But I AM ON HIGH ALERT WHEN I AM OUT....
this will never ever happen to me again............................I am PREPARED! and that is all I am going to say on that one. My DADDY MADE SURE OF THAT!

This really took a toll not only on me, but MY DAD AND MY BROTHER......my brother really felt it was his fault, because I called him. My dad, felt like he failed as a father because he didn't protect me. Baptiste went through A LOT OF ISSUES behind this and it's sad because we almost broke up over it. But, it was my doing! I just felt like I was damaged goods and he deserved something better........

I know this was something horrible in my life.....but it CHANGED ME FOR THE BETTER....
It opened my eyes to HOW UGLY THE WORLD COULD BE...before then I lived in a PICTURE PERFECT WORLD.....I WAS WAYYYYYYYYYYYY TO TRUSTING........WAY TO NAIVE....

but it also showed me that THEIR IS ALWAYS LIGHT AFTER THE STORM....

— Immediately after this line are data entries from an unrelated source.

//! Query normalization, cache keys and the object layout.
//!
//! Keys are `{view}` for queries without identifiers and
//! `{view}/{sha256 of the sorted identifiers}` otherwise. View names never
//! contain `/`, so keys of different views cannot overlap.

use std::collections::BTreeSet;
use std::fmt;

use sha2::{Digest, Sha256};

use crate::codec::TableFormat;
use crate::error::{Error, Result};
use crate::views::{ParamShape, View};

/// Normalized query parameters.
#[derive(Debug, Clone, PartialEq, Eq, Hash, PartialOrd, Ord)]
pub enum Params {
  /// No identifiers: the whole view.
  All,
  /// A sorted, deduplicated set of identifiers.
  Ids(BTreeSet<String>),
}

impl Params {
  /// Normalize a list of identifiers. Whitespace is trimmed and empty
  /// strings are dropped.
  pub fn ids<I, S>(ids: I) -> Self
  where
    I: IntoIterator<Item = S>,
    S: AsRef<str>,
  {
    Params::Ids(
      ids
        .into_iter()
        .map(|s| s.as_ref().trim().to_string())
        .filter(|s| !s.is_empty())
        .collect(),
    )
  }

  /// Identifiers as a slice-friendly list; empty for `All`.
  pub fn as_list(&self) -> Vec<&str> {
    match self {
      Params::All => Vec::new(),
      Params::Ids(ids) => ids.iter().map(String::as_str).collect(),
    }
  }

  fn is_empty_ids(&self) -> bool {
    matches!(self, Params::Ids(ids) if ids.is_empty())
  }
}

impl fmt::Display for Params {
  fn fmt(&self, f: &mut fmt::Formatter<'_>) -> fmt::Result {
    match self {
      Params::All => write!(f, "*"),
      Params::Ids(ids) => {
        let list: Vec<&str> = ids.iter().map(String::as_str).collect();
        write!(f, "[{}]", list.join(", "))
      }
    }
  }
}

/// A view plus normalized parameters; the unit of cache addressing.
#[derive(Debug, Clone, PartialEq, Eq, Hash)]
pub struct Query {
  view: View,
  params: Params,
}

impl Query {
  /// Build a query, checking the parameters against the view's shape.
  ///
  /// An empty identifier list is treated as "no identifiers".
  pub fn new(view: View, params: Params) -> Result<Self> {
    let params = if params.is_empty_ids() {
      Params::All
    } else {
      params
    };

    match (view.param_shape(), &params) {
      (ParamShape::None, Params::Ids(_)) => Err(Error::InvalidQuery(format!(
        "{} takes no parameters",
        view.name()
      ))),
      (ParamShape::RequiredIds, Params::All) => Err(Error::InvalidQuery(format!(
        "{} requires at least one identifier",
        view.name()
      ))),
      _ => Ok(Self { view, params }),
    }
  }

  /// Query for the whole view.
  pub fn all(view: View) -> Result<Self> {
    Self::new(view, Params::All)
  }

  pub fn view(&self) -> View {
    self.view
  }

  pub fn params(&self) -> &Params {
    &self.params
  }

  /// Derive the cache key for this query.
  pub fn cache_key(&self) -> CacheKey {
    match &self.params {
      Params::All => CacheKey(self.view.name().to_string()),
      Params::Ids(ids) => {
        let list: Vec<&str> = ids.iter().map(String::as_str).collect();
        // A JSON array is an unambiguous encoding of the list
        let canonical = serde_json::to_string(&list).unwrap_or_default();

        let mut hasher = Sha256::new();
        hasher.update(canonical.as_bytes());
        CacheKey(format!(
          "{}/{}",
          self.view.name(),
          hex::encode(hasher.finalize())
        ))
      }
    }
  }

  /// Human-readable description for logs and reports.
  pub fn description(&self) -> String {
    match &self.params {
      Params::All => self.view.name().to_string(),
      Params::Ids(_) => format!("{} {}", self.view.name(), self.params),
    }
  }
}

/// Deterministic address of a cached query.
#[derive(Debug, Clone, PartialEq, Eq, Hash, PartialOrd, Ord)]
pub struct CacheKey(String);

impl CacheKey {
  pub fn as_str(&self) -> &str {
    &self.0
  }
}

impl fmt::Display for CacheKey {
  fn fmt(&self, f: &mut fmt::Formatter<'_>) -> fmt::Result {
    f.write_str(&self.0)
  }
}

/// Maps cache keys to object paths in the flat namespace.
#[derive(Debug, Clone, PartialEq, Eq)]
pub struct Layout {
  prefix: String,
  format: TableFormat,
}

impl Layout {
  pub fn new(prefix: impl Into<String>, format: TableFormat) -> Self {
    let prefix = prefix.into().trim_matches('/').to_string();
    Self { prefix, format }
  }

  pub fn format(&self) -> TableFormat {
    self.format
  }

  /// `{prefix}/zs_{key}.{ext}`
  pub fn object_path(&self, key: &CacheKey) -> String {
    self.join(&format!("zs_{}.{}", key, self.format.extension()))
  }

  /// Location of the column metadata document for a view. All QC entries
  /// share one document.
  pub fn columns_path(&self, view: View) -> String {
    self.join(&format!("zs_{}.json", view.name()))
  }

  /// Prefix that every object of a view starts with.
  pub fn view_prefix(&self, view: View) -> String {
    self.join(&format!("zs_{}", view.name()))
  }

  /// Cache key of an object path written by this layout, if it is one.
  pub fn key_from_path(&self, path: &str) -> Option<String> {
    let name = if self.prefix.is_empty() {
      path
    } else {
      path.strip_prefix(self.prefix.as_str())?.strip_prefix('/')?
    };
    let suffix = format!(".{}", self.format.extension());
    name
      .strip_prefix("zs_")?
      .strip_suffix(suffix.as_str())
      .map(String::from)
  }

  fn join(&self, name: &str) -> String {
    if self.prefix.is_empty() {
      name.to_string()
    } else {
      format!("{}/{}", self.prefix, name)
    }
  }
}

#[cfg(test)]
mod tests {
  use super::*;

  fn qc(ids: &[&str]) -> Query {
    Query::new(View::Qc, Params::ids(ids)).unwrap()
  }

  #[test]
  fn test_key_is_deterministic() {
    let a = qc(&["rec-1", "rec-2"]).cache_key();
    let b = qc(&["rec-1", "rec-2"]).cache_key();
    assert_eq!(a, b);
    assert!(a.as_str().starts_with("qc/"));
    assert_eq!(a.as_str().len(), "qc/".len() + 64);
  }

  #[test]
  fn test_key_normalizes_order_and_duplicates() {
    let ab = qc(&["a", "b"]).cache_key();
    assert_eq!(ab, qc(&["b", "a"]).cache_key());
    assert_eq!(ab, qc(&["a", "a", "b"]).cache_key());
    assert_eq!(ab, qc(&[" a", "b ", ""]).cache_key());
    assert_ne!(ab, qc(&["a"]).cache_key());
  }

  #[test]
  fn test_single_id_and_one_element_list_match() {
    let single = Query::new(View::Qc, Params::ids(["sub-1"])).unwrap();
    let list = Query::new(View::Qc, Params::ids(vec!["sub-1".to_string()])).unwrap();
    assert_eq!(single.cache_key(), list.cache_key());
  }

  #[test]
  fn test_views_never_share_keys() {
    let mut keys = Vec::new();
    for view in View::ALL {
      if view.param_shape() != ParamShape::RequiredIds {
        keys.push(Query::all(view).unwrap().cache_key());
      }
      if view.param_shape() != ParamShape::None {
        keys.push(Query::new(view, Params::ids(["x"])).unwrap().cache_key());
        keys.push(Query::new(view, Params::ids(["x", "y"])).unwrap().cache_key());
      }
    }
    let unique: BTreeSet<_> = keys.iter().collect();
    assert_eq!(unique.len(), keys.len());

    for key in &keys {
      let owners = View::ALL
        .iter()
        .filter(|v| {
          let name = v.name();
          key.as_str() == name || key.as_str().starts_with(&format!("{}/", name))
        })
        .count();
      assert_eq!(owners, 1, "key {} belongs to {} views", key, owners);
    }
  }

  #[test]
  fn test_zero_parameter_views_use_fixed_key() {
    let key = Query::all(View::UniqueProjectNames).unwrap().cache_key();
    assert_eq!(key.as_str(), "unique_project_names");
  }

  #[test]
  fn test_shape_validation() {
    assert!(matches!(
      Query::new(View::UniqueSubjectIds, Params::ids(["a"])),
      Err(Error::InvalidQuery(_))
    ));
    assert!(matches!(Query::all(View::Qc), Err(Error::InvalidQuery(_))));
    assert!(matches!(
      Query::new(View::Qc, Params::ids(Vec::<String>::new())),
      Err(Error::InvalidQuery(_))
    ));
    // An empty filter on an optional view is the whole view
    let q = Query::new(View::AssetBasics, Params::ids(Vec::<String>::new())).unwrap();
    assert_eq!(q.params(), &Params::All);
  }

  #[test]
  fn test_layout_paths() {
    let layout = Layout::new("application-caches/", TableFormat::Parquet);
    let key = Query::all(View::AssetBasics).unwrap().cache_key();
    assert_eq!(
      layout.object_path(&key),
      "application-caches/zs_asset_basics.pqt"
    );
    assert_eq!(
      layout.columns_path(View::Qc),
      "application-caches/zs_qc.json"
    );

    let bare = Layout::new("", TableFormat::Json);
    assert_eq!(bare.object_path(&key), "zs_asset_basics.tbl.json");
  }

  #[test]
  fn test_key_from_path_inverts_object_path() {
    let layout = Layout::new("caches", TableFormat::Parquet);
    let key = qc(&["sub-1"]).cache_key();
    assert_eq!(
      layout.key_from_path(&layout.object_path(&key)).as_deref(),
      Some(key.as_str())
    );
    assert_eq!(layout.key_from_path(&layout.columns_path(View::Qc)), None);
    assert_eq!(layout.key_from_path("elsewhere/zs_qc.pqt"), None);
  }
}
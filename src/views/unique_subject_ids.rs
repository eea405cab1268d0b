//! Distinct subject ids across all records.

use futures::future::BoxFuture;
use serde_json::json;

use super::table_from;
use crate::error::SourceError;
use crate::keys::Params;
use crate::source::{get_string, MetadataSource};
use crate::table::Table;

pub const COLUMNS: &[&str] = &["subject_id"];

pub fn fetch<'a>(
  source: &'a dyn MetadataSource,
  _params: &'a Params,
  _previous: Option<&'a Table>,
) -> BoxFuture<'a, Result<Table, SourceError>> {
  Box::pin(async move {
    let docs = source
      .aggregate(json!([
        {"$group": {"_id": "$subject.subject_id"}},
        {"$project": {"subject_id": "$_id", "_id": 0}}
      ]))
      .await?;

    let rows = docs
      .iter()
      .map(|doc| vec![get_string(doc, "subject_id")])
      .collect();

    let mut table = table_from(COLUMNS, rows)?;
    table.sort_by_column("subject_id");
    Ok(table)
  })
}
//! Fetch-or-populate engine.

use std::sync::Arc;

use bytes::Bytes;
use tracing::{debug, info, warn};

use super::storage::CacheStorage;
use super::traits::CacheResult;
use crate::codec::{self, CacheEntry, ColumnsDocument};
use crate::error::{Result, StorageError};
use crate::keys::{Layout, Query};
use crate::source::MetadataSource;
use crate::table::Table;
use crate::views::{self, View};

/// Cache layer that serves view tables from storage and populates missing
/// entries from the metadata database.
///
/// Writes go straight through to the backend; there is no expiry. An entry
/// only changes when a query is populated again with `force_refresh`.
#[derive(Clone)]
pub struct CacheLayer {
  storage: Arc<dyn CacheStorage>,
  layout: Layout,
  source: Arc<dyn MetadataSource>,
}

impl CacheLayer {
  pub fn new(
    storage: Arc<dyn CacheStorage>,
    layout: Layout,
    source: Arc<dyn MetadataSource>,
  ) -> Self {
    Self {
      storage,
      layout,
      source,
    }
  }

  pub fn storage(&self) -> &Arc<dyn CacheStorage> {
    &self.storage
  }

  pub fn layout(&self) -> &Layout {
    &self.layout
  }

  /// Return the table for `query`, fetching and storing it when there is no
  /// usable entry or when `force_refresh` is set.
  ///
  /// If the fetch fails nothing is written and any previous entry stays in
  /// place. An entry that cannot be decoded, or whose columns no longer match
  /// the view, is treated as missing.
  pub async fn get_or_populate(
    &self,
    query: &Query,
    force_refresh: bool,
  ) -> Result<CacheResult<Table>> {
    let view = query.view();
    let key = query.cache_key();
    let path = self.layout.object_path(&key);
    let tree = self.storage.name();

    let def = views::resolve(view);
    let previous = if force_refresh && !def.uses_previous {
      None
    } else {
      self.read_entry(view, &path).await?
    };

    if !force_refresh {
      if let Some(entry) = previous {
        info!(tree, acorn = %view, key = %key, rows = entry.table.len(), "Cache hit");
        return Ok(CacheResult::from_cache(entry.table, entry.created_at));
      }
      info!(tree, acorn = %view, key = %key, "Cache miss, fetching from metadata database");
    } else {
      info!(tree, acorn = %view, key = %key, "Refreshing from metadata database");
    }

    let table = (def.fetch)(
      self.source.as_ref(),
      query.params(),
      previous.as_ref().map(|entry| &entry.table),
    )
    .await?;
    table.check_schema(def.columns)?;

    let entry = CacheEntry::new(view.name(), key.as_str(), table);
    let bytes = codec::encode(&entry, self.layout.format())?;
    self.storage.put(&path, bytes).await?;
    info!(tree, acorn = %view, key = %key, rows = entry.table.len(), "Stored");

    if let Err(e) = self.write_columns(view).await {
      warn!(tree, acorn = %view, error = %e, "Failed to store column metadata");
    }

    Ok(CacheResult::from_source(entry.table, entry.created_at))
  }

  /// The stored entry for `query`, if there is a usable one. Never fetches.
  pub async fn read(&self, query: &Query) -> Result<Option<CacheResult<Table>>> {
    let path = self.layout.object_path(&query.cache_key());
    let entry = self.read_entry(query.view(), &path).await?;
    Ok(entry.map(|entry| CacheResult::from_cache(entry.table, entry.created_at)))
  }

  /// Whether an entry exists for `query`. Does not touch the metadata
  /// database.
  pub async fn is_cached(&self, query: &Query) -> Result<bool> {
    let path = self.layout.object_path(&query.cache_key());
    Ok(self.storage.exists(&path).await?)
  }

  /// Column names of a view, from the stored column document when present.
  pub async fn columns(&self, view: View) -> Result<Vec<String>> {
    let path = self.layout.columns_path(view);
    let stored = match self.storage.get(&path).await? {
      Some(bytes) => match serde_json::from_slice::<ColumnsDocument>(&bytes) {
        Ok(doc) => Some(doc.columns),
        Err(e) => {
          warn!(acorn = %view, error = %e, "Ignoring unreadable column metadata");
          None
        }
      },
      None => None,
    };

    Ok(stored.unwrap_or_else(|| view.columns().iter().map(|c| c.to_string()).collect()))
  }

  /// Cache keys stored for a view, sorted.
  pub async fn cached_keys(&self, view: View) -> Result<Vec<String>> {
    let paths = self.storage.list(&self.layout.view_prefix(view)).await?;
    let name = view.name();

    Ok(
      paths
        .iter()
        .filter_map(|path| self.layout.key_from_path(path))
        .filter(|key| key == name || key.starts_with(&format!("{}/", name)))
        .collect(),
    )
  }

  async fn read_entry(&self, view: View, path: &str) -> Result<Option<CacheEntry>> {
    let Some(bytes) = self.storage.get(path).await? else {
      return Ok(None);
    };

    match codec::decode(bytes, self.layout.format()) {
      Ok(entry) if entry.table.check_schema(view.columns()).is_ok() => Ok(Some(entry)),
      Ok(_) => {
        warn!(acorn = %view, path, "Cached columns differ from the view, repopulating");
        Ok(None)
      }
      Err(e) => {
        warn!(acorn = %view, path, error = %e, "Cached entry is unreadable, repopulating");
        Ok(None)
      }
    }
  }

  async fn write_columns(&self, view: View) -> std::result::Result<(), StorageError> {
    let doc = ColumnsDocument {
      columns: view.columns().iter().map(|c| c.to_string()).collect(),
    };
    let bytes = serde_json::to_vec(&doc).map_err(|e| StorageError::Encode(e.to_string()))?;
    debug!(acorn = %view, "Storing column metadata");
    self
      .storage
      .put(&self.layout.columns_path(view), Bytes::from(bytes))
      .await
  }
}
//! Read-through cache for metadata views, backed by S3 or memory.
//!
//! A view is a named table derived from the metadata database. Tables are
//! cached under deterministic keys; [`client::CachedMetadataClient`] serves
//! them from the cache or populates them on a miss, and [`sync::hide_acorns`]
//! refreshes every view in bulk.

pub mod cache;
pub mod client;
pub mod codec;
pub mod config;
pub mod error;
pub mod keys;
pub mod source;
pub mod sync;
pub mod table;
pub mod views;

pub use cache::{CacheLayer, CacheResult, CacheSource, CacheStorage, MemoryStorage, ObjectStorage};
pub use client::CachedMetadataClient;
pub use config::Config;
pub use error::{Error, Result};
pub use keys::{CacheKey, Layout, Params, Query};
pub use sync::{hide_acorns, SyncFailure, SyncOptions, SyncOutcome, SyncReport};
pub use table::Table;
pub use views::View;
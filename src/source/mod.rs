//! The metadata database as seen by the views.
//!
//! Records are raw JSON documents; filters, projections and aggregation
//! pipelines use MongoDB syntax.

mod docdb;
mod memory;

use async_trait::async_trait;
use serde_json::Value;

use crate::error::SourceError;

pub use docdb::DocDbClient;
pub use memory::MemorySource;

/// Read access to the metadata database.
#[async_trait]
pub trait MetadataSource: Send + Sync {
  /// Find records matching `filter`. A `limit` of 0 returns every match.
  async fn retrieve(
    &self,
    filter: Value,
    projection: Value,
    limit: u64,
  ) -> Result<Vec<Value>, SourceError>;

  /// Run an aggregation pipeline.
  async fn aggregate(&self, pipeline: Value) -> Result<Vec<Value>, SourceError>;
}

/// Resolve a dotted path (`data_description.project_name`) in a document.
pub fn get_path<'a>(record: &'a Value, path: &str) -> Option<&'a Value> {
  path
    .split('.')
    .try_fold(record, |value, segment| value.get(segment))
}

/// String at a dotted path; non-string scalars are stringified and nulls
/// are `None`.
pub fn get_string(record: &Value, path: &str) -> Option<String> {
  match get_path(record, path)? {
    Value::Null => None,
    Value::String(s) => Some(s.clone()),
    other => Some(other.to_string()),
  }
}

/// String items of an array at a dotted path.
pub fn get_string_list(record: &Value, path: &str) -> Vec<String> {
  get_path(record, path)
    .and_then(Value::as_array)
    .map(|items| {
      items
        .iter()
        .filter_map(|v| v.as_str().map(String::from))
        .collect()
    })
    .unwrap_or_default()
}

#[cfg(test)]
mod tests {
  use super::*;
  use serde_json::json;

  #[test]
  fn test_dotted_paths() {
    let record = json!({
      "subject": { "subject_id": "123", "age": 4 },
      "data_description": { "source_data": ["a", 3, "b"] }
    });

    assert_eq!(get_string(&record, "subject.subject_id"), Some("123".into()));
    assert_eq!(get_string(&record, "subject.age"), Some("4".into()));
    assert_eq!(get_string(&record, "subject.missing"), None);
    assert_eq!(
      get_string_list(&record, "data_description.source_data"),
      vec!["a".to_string(), "b".to_string()]
    );
    assert!(get_string_list(&record, "nope").is_empty());
  }
}
use tracing_appender::non_blocking::WorkerGuard;
use tracing_subscriber::{fmt, layer::SubscriberExt, util::SubscriberInitExt, EnvFilter};

use zombie_squirrel::config::LogConfig;

/// Install the global subscriber: stderr always, plus a daily rolling file
/// when `log.dir` is set. RUST_LOG overrides `log.level`.
///
/// The returned guard flushes the file writer on drop and must be held
/// until exit.
pub fn init(config: &LogConfig, verbose: bool) -> Option<WorkerGuard> {
  let default_level = if verbose {
    "debug"
  } else {
    config.level.as_deref().unwrap_or("info")
  };
  let filter = EnvFilter::try_from_default_env().unwrap_or_else(|_| EnvFilter::new(default_level));

  let stderr = fmt::layer().with_target(false).with_writer(std::io::stderr);

  match &config.dir {
    Some(dir) => {
      let appender = tracing_appender::rolling::daily(dir, "zombie-squirrel.log");
      let (writer, guard) = tracing_appender::non_blocking(appender);
      tracing_subscriber::registry()
        .with(filter)
        .with(stderr)
        .with(fmt::layer().with_ansi(false).with_writer(writer))
        .init();
      Some(guard)
    }
    None => {
      tracing_subscriber::registry().with(filter).with(stderr).init();
      None
    }
  }
}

Woo, I am in tears now, GOTTA SHAKE IT OFF.....I am such a STRONG WOMAN, and I think we go through things for a reason, this was my Cross to bear. This was my journey.....

We all have shells and walls.....this is one of bricks on my wall that I broke down....I have many more.......and they are slowly tumbling down.

Until next time......

7 comments:

Thoughtsofsoutherngal said...

I don't know what to say so I'll just give you a virtual hug. (((HUG)))

Toni Campbell said...

Thank you for sharing your story. I can't imagine how hard it is for you. But what a blessing it is that you are removing your shell. We never know how our pain can help others.

Cas... said...

Dana. I'm sitting here with tears in my eyes. You've been through so much. I want to give you a virtual hug too. Be and stay encouraged.

Cas... said...

Dana. I'm sitting here with tears in my eyes. You've been through so much. I want to give you a virtual hug too. Be and stay encouraged.

Adrienne said...

((HUGS))

Anonymous said...

Wow, you're very strong and I admire you for sharing your story, you can help someone else without even knowing it.

Staci said...

You are so brave to share this. I kept my rape a secret for a very long time. Bless you Dana.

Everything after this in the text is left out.